New ASCP Education Examines TMB’s Effectiveness in Predicting Immunotherapy Response

June 25, 2020

Tumor Mutational Burden, or TMB, is emerging as the hot biomarker of the year. It measures the number of mutations in a tumor through genomic sequencing. And since some cancers have a higher frequency of mutations than others, identifying the number of mutations in a tumor may predict if a cancer patient will respond favorably to certain immunotherapies.

One of the challenges in implementing this biomarker, however, is that there currently are no standards for measuring the amount of mutations occurring in a tumor. Additionally, some healthcare professionals have been unsure of TMB’s clinical utility in predicting an immunotherapy response. However, on June 16, 2020, the FDA granted accelerated approval to pembrolizumab for the treatment of adult and pediatric patients with unresectable or metastatic tumor mutational burden-high (TMB-H) [>10 mutations/megabase (mut/Mb)] solid tumors, as determined by an FDA-approved test, that have progressed following prior treatment and who have no satisfactory alternative treatment options.

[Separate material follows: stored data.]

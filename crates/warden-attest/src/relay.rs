//! Relay device certificates to the attestation authority

use std::net::Ipv4Addr;
use std::time::Duration;
use tracing::{debug, info};
use warden_core::device::{device_endpoint, DEVICE_HTTP_PORT};

use crate::cert::extract_certificate_pem;
use crate::error::AttestError;

/// Device endpoint serving the onboarding certificate
pub const ONBOARD_PATH: &str = "/onboard";

/// Default per-request timeout
pub const DEFAULT_TIMEOUT: Duration = Duration::from_secs(3);

/// Attestation settings
#[derive(Debug, Clone)]
pub struct AttestationConfig {
    /// Attestation authority URL; secure scans fail every device without it
    pub authority_url: Option<String>,
    /// Port devices serve `/onboard` on
    pub device_port: u16,
    pub timeout: Duration,
}

impl Default for AttestationConfig {
    fn default() -> Self {
        Self {
            authority_url: None,
            device_port: DEVICE_HTTP_PORT,
            timeout: DEFAULT_TIMEOUT,
        }
    }
}

/// Single-use attestation client
///
/// Built per device so no connection is shared between scan workers.
pub struct AttestationClient {
    client: reqwest::Client,
    config: AttestationConfig,
}

impl AttestationClient {
    pub fn new(config: AttestationConfig) -> Result<Self, AttestError> {
        let client = reqwest::Client::builder()
            .timeout(config.timeout)
            .pool_max_idle_per_host(0)
            .no_proxy()
            .build()
            .map_err(AttestError::Client)?;
        Ok(Self { client, config })
    }

    /// Fetch the raw onboarding payload from a device
    pub async fn fetch_onboard(&self, address: Ipv4Addr) -> Result<Vec<u8>, AttestError> {
        let url = device_endpoint(address, self.config.device_port, ONBOARD_PATH);
        let fetch_err = |source| AttestError::OnboardFetch {
            url: url.clone(),
            source,
        };

        let response = self.client.get(&url).send().await.map_err(fetch_err)?;
        if !response.status().is_success() {
            debug!(
                url = %url,
                status = %response.status(),
                "Onboarding endpoint returned non-success status"
            );
        }
        let body = response.bytes().await.map_err(fetch_err)?;
        Ok(body.to_vec())
    }

    /// POST a PEM certificate to the authority; only HTTP 200 is acceptance
    pub async fn submit(&self, pem: &str) -> Result<(), AttestError> {
        let url = self
            .config
            .authority_url
            .as_deref()
            .ok_or(AttestError::AuthorityNotConfigured)?;

        let response = self
            .client
            .post(url)
            .header(reqwest::header::CONTENT_TYPE, "text/plain")
            .body(pem.to_string())
            .send()
            .await
            .map_err(|source| AttestError::RelayTransport {
                url: url.to_string(),
                source,
            })?;

        let status = response.status();
        if status != reqwest::StatusCode::OK {
            return Err(AttestError::RelayRejected { status });
        }
        Ok(())
    }

    /// Run the full attestation exchange for one device
    ///
    /// `Ok(true)` means the authority accepted the device certificate.
    pub async fn verify_device(&self, address: Ipv4Addr) -> Result<bool, AttestError> {
        if self.config.authority_url.is_none() {
            return Err(AttestError::AuthorityNotConfigured);
        }

        let payload = self.fetch_onboard(address).await?;
        let pem = extract_certificate_pem(&payload)?;
        debug!(ip = %address, bytes = payload.len(), "Extracted device certificate");

        self.submit(&pem).await?;
        info!(ip = %address, "Device certificate accepted by attestation authority");
        Ok(true)
    }
}
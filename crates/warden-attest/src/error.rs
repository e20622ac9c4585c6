//! Attestation failures

use reqwest::StatusCode;
use thiserror::Error;

/// Why a device could not be attested
///
/// Every variant is local to one device: the scan demotes that device to
/// untrusted and carries on with the others.
#[derive(Error, Debug)]
pub enum AttestError {
    #[error("Failed to create HTTP client: {0}")]
    Client(#[source] reqwest::Error),
    #[error("Failed to fetch {url}: {source}")]
    OnboardFetch {
        url: String,
        #[source]
        source: reqwest::Error,
    },
    #[error("Could not locate DER certificate start in onboarding payload")]
    CertificateNotFound,
    #[error("Failed to parse certificate: {0}")]
    CertificateParse(String),
    #[error("No attestation authority configured")]
    AuthorityNotConfigured,
    #[error("Failed to POST certificate to {url}: {source}")]
    RelayTransport {
        url: String,
        #[source]
        source: reqwest::Error,
    },
    #[error("Attestation authority rejected certificate: {status}")]
    RelayRejected { status: StatusCode },
}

ASCP has just released an educational webcast, Immuno-Oncology Scientific Updates Webcast: Tumor Mutational Burden, to help pathologists and medical laboratory professionals stay current on all the latest developments surrounding TMB. The webcast, funded by an independent educational grant from Bristol-Myers Squibb, includes recommendations and general guidelines developed by the Friends of Cancer Research and Quality in Pathology (QuIP) that have been leading harmonization efforts and developing best practices around TMB, as well as updates from clinical trials on the clinical utility and how TMB may be used as a helpful biomarker.

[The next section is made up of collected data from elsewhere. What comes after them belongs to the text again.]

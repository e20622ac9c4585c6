//! scan-tool - List every device answering on the `/info` endpoint
//!
//! Scans a range within one /24 and prints devices as they are found.
//! Probe failures are printed only with `--debug`.

use anyhow::Result;
use clap::Parser;
use tokio::sync::broadcast::error::RecvError;
use tracing::Level;
use warden_core::AddressRange;
use warden_discovery::{DiscoveryScanner, ScannerConfig};

#[derive(Parser, Debug)]
#[command(name = "scan-tool")]
#[command(about = "Scan an IPv4 range for HTTP discoverable devices")]
#[command(version)]
struct Args {
    /// Address range, e.g. 192.168.1.1-192.168.1.254
    range: String,

    /// Print probe diagnostics
    #[arg(long)]
    debug: bool,

    /// Addresses probed at once
    #[arg(short, long, default_value = "50")]
    concurrency: usize,

    /// Per-request timeout in milliseconds
    #[arg(long, default_value = "3000")]
    timeout_ms: u64,

    /// Device HTTP port
    #[arg(short, long, default_value = "80")]
    port: u16,

    /// Only report devices running this application type
    #[arg(short, long)]
    application: Option<String>,
}

#[tokio::main]
async fn main() -> Result<()> {
    let args = Args::parse();
    warden_tools::init_logging(if args.debug { Level::DEBUG } else { Level::WARN })?;

    let range: AddressRange = match args.range.parse() {
        Ok(range) => range,
        Err(e) => {
            eprintln!("{}", e);
            std::process::exit(1);
        }
    };
    println!("Scanning IP range: {} to {}", range.start(), range.end());

    let scanner = DiscoveryScanner::new(ScannerConfig {
        max_concurrency: args.concurrency,
        request_timeout_ms: args.timeout_ms,
        device_port: args.port,
        authority_url: None,
    });
    let mut stream = scanner.stream(range.expand(), args.application.as_deref(), false);

    let mut diagnostics = stream.diagnostics;
    let debug = args.debug;
    let printer = tokio::spawn(async move {
        loop {
            match diagnostics.recv().await {
                Ok(message) if debug => println!("Message: {}", message),
                Ok(_) => {}
                Err(RecvError::Lagged(skipped)) if debug => {
                    println!("Message: {} diagnostics dropped", skipped)
                }
                Err(RecvError::Lagged(_)) => {}
                Err(RecvError::Closed) => break,
            }
        }
    });

    let mut found = 0;
    while let Some(outcome) = stream.discoveries.recv().await {
        let d = outcome.descriptor.unwrap_or_default();
        println!(
            "IP: {}, Discovered device: {}, Application: {}, Version: {}",
            outcome.address, d.device, d.application, d.version
        );
        found += 1;
    }

    let scanned = stream.handle.await?;
    printer.await?;
    println!("Scanned {} addresses, found {} devices", scanned, found);
    Ok(())
}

“The challenge, from the pathologist’s and molecular laboratory perspective, has been: How does one validate and implement TMB when the practice has not been standardized?” explains Lauren Ritterhouse, MD, PhD, Assistant Professor at Harvard Medical School and Associate Director of the Center for Integrated Diagnostics in the Department of Pathology at Massachusetts General Hospital and faculty member for the webcast.

Until this past week’s FDA approval, TMB was an emerging biomarker used in the immunotherapy arena with regard to immune checkpoint inhibition. Now, it is becoming a new way to think about genetic mutation. Instead of looking at one mutation in one gene, it is looking at what the rate of mutation is across all genes. That is what the quantification is supposed to represent, Dr. Ritterhouse explains.

“Until recently, many laboratories have not been implementing this biomarker into their routine clinical practice,” she says. The hypothesis of why TMB would be a good predictive biomarker for immune checkpoint therapy is that a large number of mutations in the DNA will lead to a large number of changes at the protein level, which may be presented as “novel” proteins to the immune system, which may help the immune system generate an anti-tumor response. 

“Overall, TMB has transitioned from an emerging biomarker to one that will be increasingly used in clinical practice within FDA guidelines,” she continues. “ASCP has done a great job of following the development and emergence of this biomarker with a series of webinars to keep their members and audience up to date.”